PROBLEM DESCRIPTION:
Restate the listing exactly.

################

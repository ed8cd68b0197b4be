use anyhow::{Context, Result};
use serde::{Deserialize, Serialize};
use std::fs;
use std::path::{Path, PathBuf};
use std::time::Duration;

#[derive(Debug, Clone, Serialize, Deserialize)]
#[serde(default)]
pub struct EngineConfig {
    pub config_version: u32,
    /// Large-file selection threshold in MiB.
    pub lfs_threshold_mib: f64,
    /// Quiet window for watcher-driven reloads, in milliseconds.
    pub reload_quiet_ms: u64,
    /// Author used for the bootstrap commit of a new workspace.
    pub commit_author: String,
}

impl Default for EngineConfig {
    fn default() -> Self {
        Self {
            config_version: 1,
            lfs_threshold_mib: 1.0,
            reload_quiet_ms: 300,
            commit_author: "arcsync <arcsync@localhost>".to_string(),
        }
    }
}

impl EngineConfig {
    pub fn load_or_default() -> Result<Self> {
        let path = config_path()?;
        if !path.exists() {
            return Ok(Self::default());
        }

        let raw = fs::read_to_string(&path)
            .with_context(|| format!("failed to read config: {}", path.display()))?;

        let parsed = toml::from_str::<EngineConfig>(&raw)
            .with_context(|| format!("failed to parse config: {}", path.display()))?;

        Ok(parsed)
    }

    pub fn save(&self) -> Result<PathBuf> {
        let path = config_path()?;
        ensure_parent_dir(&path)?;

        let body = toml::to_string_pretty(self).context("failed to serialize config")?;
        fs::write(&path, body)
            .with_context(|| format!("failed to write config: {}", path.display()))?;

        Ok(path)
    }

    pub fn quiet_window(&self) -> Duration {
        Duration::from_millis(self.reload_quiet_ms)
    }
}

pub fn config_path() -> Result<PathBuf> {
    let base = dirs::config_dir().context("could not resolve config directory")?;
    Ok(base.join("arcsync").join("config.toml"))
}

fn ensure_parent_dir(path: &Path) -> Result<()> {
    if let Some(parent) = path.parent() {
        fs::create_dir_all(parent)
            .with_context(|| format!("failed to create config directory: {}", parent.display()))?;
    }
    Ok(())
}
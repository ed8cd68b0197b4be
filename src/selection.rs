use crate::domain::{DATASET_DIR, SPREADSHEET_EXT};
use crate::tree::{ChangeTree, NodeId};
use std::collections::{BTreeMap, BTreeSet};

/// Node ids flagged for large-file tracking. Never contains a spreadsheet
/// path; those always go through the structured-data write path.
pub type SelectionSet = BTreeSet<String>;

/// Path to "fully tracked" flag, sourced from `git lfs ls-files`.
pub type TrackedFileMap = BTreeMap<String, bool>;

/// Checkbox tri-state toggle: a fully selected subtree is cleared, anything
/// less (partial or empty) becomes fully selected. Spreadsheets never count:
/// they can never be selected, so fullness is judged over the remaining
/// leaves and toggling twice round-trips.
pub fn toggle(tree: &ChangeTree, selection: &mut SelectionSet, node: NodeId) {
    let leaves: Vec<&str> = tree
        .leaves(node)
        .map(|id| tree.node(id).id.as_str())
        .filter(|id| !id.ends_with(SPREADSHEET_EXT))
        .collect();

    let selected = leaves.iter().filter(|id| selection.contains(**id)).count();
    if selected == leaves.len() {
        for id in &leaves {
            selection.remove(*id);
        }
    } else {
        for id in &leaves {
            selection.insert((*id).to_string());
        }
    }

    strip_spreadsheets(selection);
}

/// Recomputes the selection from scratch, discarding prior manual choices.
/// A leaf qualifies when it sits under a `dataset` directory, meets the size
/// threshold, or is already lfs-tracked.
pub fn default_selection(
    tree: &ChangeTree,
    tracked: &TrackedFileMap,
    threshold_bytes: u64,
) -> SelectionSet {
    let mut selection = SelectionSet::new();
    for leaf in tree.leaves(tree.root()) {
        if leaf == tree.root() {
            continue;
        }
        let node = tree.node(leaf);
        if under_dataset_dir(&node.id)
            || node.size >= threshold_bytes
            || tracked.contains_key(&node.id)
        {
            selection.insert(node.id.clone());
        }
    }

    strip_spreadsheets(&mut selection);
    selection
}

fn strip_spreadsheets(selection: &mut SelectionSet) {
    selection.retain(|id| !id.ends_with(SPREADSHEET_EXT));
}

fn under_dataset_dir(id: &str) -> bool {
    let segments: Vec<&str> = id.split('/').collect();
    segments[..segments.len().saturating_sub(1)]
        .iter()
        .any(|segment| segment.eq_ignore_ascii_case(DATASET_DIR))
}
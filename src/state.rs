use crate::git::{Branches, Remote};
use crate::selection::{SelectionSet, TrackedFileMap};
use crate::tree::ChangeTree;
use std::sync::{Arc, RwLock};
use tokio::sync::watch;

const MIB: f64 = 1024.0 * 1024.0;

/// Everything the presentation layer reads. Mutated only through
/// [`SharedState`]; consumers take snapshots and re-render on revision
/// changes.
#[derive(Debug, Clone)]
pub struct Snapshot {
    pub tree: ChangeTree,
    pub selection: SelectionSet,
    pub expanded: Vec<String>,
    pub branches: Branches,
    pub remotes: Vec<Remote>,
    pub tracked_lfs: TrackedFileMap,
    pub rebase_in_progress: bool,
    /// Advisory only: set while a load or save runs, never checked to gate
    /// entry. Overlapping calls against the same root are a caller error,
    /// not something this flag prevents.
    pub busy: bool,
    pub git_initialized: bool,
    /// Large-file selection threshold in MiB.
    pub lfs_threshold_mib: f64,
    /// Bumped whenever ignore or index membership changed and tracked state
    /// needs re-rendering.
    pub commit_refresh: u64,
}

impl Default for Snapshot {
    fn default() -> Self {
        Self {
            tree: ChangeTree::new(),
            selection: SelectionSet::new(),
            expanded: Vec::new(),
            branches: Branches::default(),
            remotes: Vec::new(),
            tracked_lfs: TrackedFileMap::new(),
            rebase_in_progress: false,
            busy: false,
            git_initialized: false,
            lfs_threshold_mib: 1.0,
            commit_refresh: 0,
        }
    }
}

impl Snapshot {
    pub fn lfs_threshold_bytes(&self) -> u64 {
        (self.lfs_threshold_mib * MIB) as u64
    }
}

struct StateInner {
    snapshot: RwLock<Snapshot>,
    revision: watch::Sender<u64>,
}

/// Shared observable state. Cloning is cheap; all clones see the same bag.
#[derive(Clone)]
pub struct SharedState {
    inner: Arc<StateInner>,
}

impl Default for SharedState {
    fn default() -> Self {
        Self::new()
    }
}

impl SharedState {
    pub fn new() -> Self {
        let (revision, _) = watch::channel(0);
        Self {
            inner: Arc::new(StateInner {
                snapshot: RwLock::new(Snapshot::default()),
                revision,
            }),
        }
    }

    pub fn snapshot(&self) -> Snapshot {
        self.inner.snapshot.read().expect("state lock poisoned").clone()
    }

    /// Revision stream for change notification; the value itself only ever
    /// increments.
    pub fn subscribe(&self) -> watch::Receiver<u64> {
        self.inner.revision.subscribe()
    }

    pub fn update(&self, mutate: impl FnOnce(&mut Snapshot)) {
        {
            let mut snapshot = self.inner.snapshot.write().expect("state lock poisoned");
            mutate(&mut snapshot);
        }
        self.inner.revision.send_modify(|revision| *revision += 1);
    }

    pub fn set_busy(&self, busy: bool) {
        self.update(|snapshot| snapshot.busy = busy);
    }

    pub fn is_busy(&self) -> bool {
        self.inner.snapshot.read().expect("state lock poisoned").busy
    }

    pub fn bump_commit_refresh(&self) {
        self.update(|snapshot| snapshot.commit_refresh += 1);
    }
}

################

REPLY:
repository ed8cd68b0197b4be
use anyhow::{Context, Result};
use serde::{Deserialize, Serialize};
use std::fs;
use std::path::{Path, PathBuf};
use std::time::Duration;

#[derive(Debug, Clone, Serialize, Deserialize)]
#[serde(default)]
pub struct EngineConfig {
    pub config_version: u32,
    /// Large-file selection threshold in MiB.
    pub lfs_threshold_mib: f64,
    /// Quiet window for watcher-driven reloads, in milliseconds.
    pub reload_quiet_ms: u64,
    /// Author used for the bootstrap commit of a new workspace.
    pub commit_author: String,
}

impl Default for EngineConfig {
    fn default() -> Self {
        Self {
            config_version: 1,
            lfs_threshold_mib: 1.0,
            reload_quiet_ms: 300,
            commit_author: "arcsync <arcsync@localhost>".to_string(),
        }
    }
}

impl EngineConfig {
    pub fn load_or_default() -> Result<Self> {
        let path = config_path()?;
        if !path.exists() {
            return Ok(Self::default());
        }

        let raw = fs::read_to_string(&path)
            .with_context(|| format!("failed to read config: {}", path.display()))?;

        let parsed = toml::from_str::<EngineConfig>(&raw)
            .with_context(|| format!("failed to parse config: {}", path.display()))?;

        Ok(parsed)
    }

    pub fn save(&self) -> Result<PathBuf> {
        let path = config_path()?;
        ensure_parent_dir(&path)?;

        let body = toml::to_string_pretty(self).context("failed to serialize config")?;
        fs::write(&path, body)
            .with_context(|| format!("failed to write config: {}", path.display()))?;

        Ok(path)
    }

    pub fn quiet_window(&self) -> Duration {
        Duration::from_millis(self.reload_quiet_ms)
    }
}

pub fn config_path() -> Result<PathBuf> {
    let base = dirs::config_dir().context("could not resolve config directory")?;
    Ok(base.join("arcsync").join("config.toml"))
}

fn ensure_parent_dir(path: &Path) -> Result<()> {
    if let Some(parent) = path.parent() {
        fs::create_dir_all(parent)
            .with_context(|| format!("failed to create config directory: {}", parent.display()))?;
    }
    Ok(())
}
repository ed8cd68b0197b4be
filename src/selection.rs
use crate::domain::{DATASET_DIR, SPREADSHEET_EXT};
use crate::tree::{ChangeTree, NodeId};
use std::collections::{BTreeMap, BTreeSet};

/// Node ids flagged for large-file tracking. Never contains a spreadsheet
/// path; those always go through the structured-data write path.
pub type SelectionSet = BTreeSet<String>;

/// Path to "fully tracked" flag, sourced from `git lfs ls-files`.
pub type TrackedFileMap = BTreeMap<String, bool>;

/// Checkbox tri-state toggle: a fully selected subtree is cleared, anything
/// less (partial or empty) becomes fully selected. Spreadsheets never count:
/// they can never be selected, so fullness is judged over the remaining
/// leaves and toggling twice round-trips.
pub fn toggle(tree: &ChangeTree, selection: &mut SelectionSet, node: NodeId) {
    let leaves: Vec<&str> = tree
        .leaves(node)
        .map(|id| tree.node(id).id.as_str())
        .filter(|id| !id.ends_with(SPREADSHEET_EXT))
        .collect();

    let selected = leaves.iter().filter(|id| selection.contains(**id)).count();
    if selected == leaves.len() {
        for id in &leaves {
            selection.remove(*id);
        }
    } else {
        for id in &leaves {
            selection.insert((*id).to_string());
        }
    }

    strip_spreadsheets(selection);
}

/// Recomputes the selection from scratch, discarding prior manual choices.
/// A leaf qualifies when it sits under a `dataset` directory, meets the size
/// threshold, or is already lfs-tracked.
pub fn default_selection(
    tree: &ChangeTree,
    tracked: &TrackedFileMap,
    threshold_bytes: u64,
) -> SelectionSet {
    let mut selection = SelectionSet::new();
    for leaf in tree.leaves(tree.root()) {
        if leaf == tree.root() {
            continue;
        }
        let node = tree.node(leaf);
        if under_dataset_dir(&node.id)
            || node.size >= threshold_bytes
            || tracked.contains_key(&node.id)
        {
            selection.insert(node.id.clone());
        }
    }

    strip_spreadsheets(&mut selection);
    selection
}

fn strip_spreadsheets(selection: &mut SelectionSet) {
    selection.retain(|id| !id.ends_with(SPREADSHEET_EXT));
}

fn under_dataset_dir(id: &str) -> bool {
    let segments: Vec<&str> = id.split('/').collect();
    segments[..segments.len().saturating_sub(1)]
        .iter()
        .any(|segment| segment.eq_ignore_ascii_case(DATASET_DIR))
}
filename src/state.rs
use crate::git::{Branches, Remote};
use crate::selection::{SelectionSet, TrackedFileMap};
use crate::tree::ChangeTree;
use std::sync::{Arc, RwLock};
use tokio::sync::watch;

const MIB: f64 = 1024.0 * 1024.0;

/// Everything the presentation layer reads. Mutated only through
/// [`SharedState`]; consumers take snapshots and re-render on revision
/// changes.
#[derive(Debug, Clone)]
pub struct Snapshot {
    pub tree: ChangeTree,
    pub selection: SelectionSet,
    pub expanded: Vec<String>,
    pub branches: Branches,
    pub remotes: Vec<Remote>,
    pub tracked_lfs: TrackedFileMap,
    pub rebase_in_progress: bool,
    /// Advisory only: set while a load or save runs, never checked to gate
    /// entry. Overlapping calls against the same root are a caller error,
    /// not something this flag prevents.
    pub busy: bool,
    pub git_initialized: bool,
    /// Large-file selection threshold in MiB.
    pub lfs_threshold_mib: f64,
    /// Bumped whenever ignore or index membership changed and tracked state
    /// needs re-rendering.
    pub commit_refresh: u64,
}

impl Default for Snapshot {
    fn default() -> Self {
        Self {
            tree: ChangeTree::new(),
            selection: SelectionSet::new(),
            expanded: Vec::new(),
            branches: Branches::default(),
            remotes: Vec::new(),
            tracked_lfs: TrackedFileMap::new(),
            rebase_in_progress: false,
            busy: false,
            git_initialized: false,
            lfs_threshold_mib: 1.0,
            commit_refresh: 0,
        }
    }
}

impl Snapshot {
    pub fn lfs_threshold_bytes(&self) -> u64 {
        (self.lfs_threshold_mib * MIB) as u64
    }
}

struct StateInner {
    snapshot: RwLock<Snapshot>,
    revision: watch::Sender<u64>,
}

/// Shared observable state. Cloning is cheap; all clones see the same bag.
#[derive(Clone)]
pub struct SharedState {
    inner: Arc<StateInner>,
}

impl Default for SharedState {
    fn default() -> Self {
        Self::new()
    }
}

impl SharedState {
    pub fn new() -> Self {
        let (revision, _) = watch::channel(0);
        Self {
            inner: Arc::new(StateInner {
                snapshot: RwLock::new(Snapshot::default()),
                revision,
            }),
        }
    }

    pub fn snapshot(&self) -> Snapshot {
        self.inner.snapshot.read().expect("state lock poisoned").clone()
    }

    /// Revision stream for change notification; the value itself only ever
    /// increments.
    pub fn subscribe(&self) -> watch::Receiver<u64> {
        self.inner.revision.subscribe()
    }

    pub fn update(&self, mutate: impl FnOnce(&mut Snapshot)) {
        {
            let mut snapshot = self.inner.snapshot.write().expect("state lock poisoned");
            mutate(&mut snapshot);
        }
        self.inner.revision.send_modify(|revision| *revision += 1);
    }

    pub fn set_busy(&self, busy: bool) {
        self.update(|snapshot| snapshot.busy = busy);
    }

    pub fn is_busy(&self) -> bool {
        self.inner.snapshot.read().expect("state lock poisoned").busy
    }

    pub fn bump_commit_refresh(&self) {
        self.update(|snapshot| snapshot.commit_refresh += 1);
    }
}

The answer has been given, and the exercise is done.